Somebody rumored that this armor has innate resistance to death and mind attack, but it is totally wrong [...]

Q1. What exactly this "somebody rumored" construction means?

Do I understand right, that this means "some person, no matter who is it exactly, made a rumor about..."?

I searched it and have found few more examples:

  • But I heard at hospital from Naveen-one of our classmate that somebody rumored; she was having an affair with someone in the school.

  • For somebody rumored to be on death's door, Camille looked awfully good to him.

  • I mean, jeez, phoningup somebody rumored to be in the Russian mob wasn'tto be taken lightly.

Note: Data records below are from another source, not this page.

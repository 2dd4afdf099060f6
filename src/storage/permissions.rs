//! File permissions and timestamps
//!
//! Extracts the metadata fields reported by stat in a platform-aware way.

use std::fs::Metadata;
use std::time::{SystemTime, UNIX_EPOCH};

/// Low nine permission bits formatted as three octal digits.
#[cfg(unix)]
pub fn permission_bits(metadata: &Metadata) -> String {
    use std::os::unix::fs::PermissionsExt;
    format!("{:03o}", metadata.permissions().mode() & 0o777)
}

#[cfg(not(unix))]
pub fn permission_bits(metadata: &Metadata) -> String {
    let bits = if metadata.permissions().readonly() { 0o444 } else { 0o666 };
    format!("{:03o}", bits)
}

pub fn modified_time(metadata: &Metadata) -> f64 {
    metadata.modified().map(epoch_seconds).unwrap_or(0.0)
}

/// Inode change time on Unix, birth time elsewhere.
#[cfg(unix)]
pub fn created_time(metadata: &Metadata) -> f64 {
    use std::os::unix::fs::MetadataExt;
    metadata.ctime() as f64 + metadata.ctime_nsec() as f64 / 1e9
}

#[cfg(not(unix))]
pub fn created_time(metadata: &Metadata) -> f64 {
    metadata.created().map(epoch_seconds).unwrap_or(0.0)
}

fn epoch_seconds(time: SystemTime) -> f64 {
    match time.duration_since(UNIX_EPOCH) {
        Ok(d) => d.as_secs_f64(),
        Err(e) => -e.duration().as_secs_f64(),
    }
}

  • The only thing she learned was that, in east Mississippi, somebody rumored to be an enforcer for a boss in Memphis was punishing dealers who...

  • On that particular day in history somebody rumored to Purdy Parker that Darlene had called them all the Pasty Parkers.

  • It was impossible to tell what they were thinking, but they tried too hard, the way they might with somebody rumored to have cancer.

  • It was not a lot of time for somebody rumored to live in the neighborhood of seventy-eight years (on average).

  • For somebody rumored these past three years to be of failing health and undergoing dialysis, Carlos Agassi surprisingly looks, as they would say, fit.

Q2. Can I say in same manner - "somebody gossiped" or "somebody speculated" with same "overall meaning", but different "intonation" in it?

Q3. Also, is it possibly (just for my own curiosity) to create negative sentence with construction "anybody rumored", like "Come on, man, is there anybody rumored about this stuff nowadays? That stuff is so outdated, nobody cares about it anymore".?

Thanks.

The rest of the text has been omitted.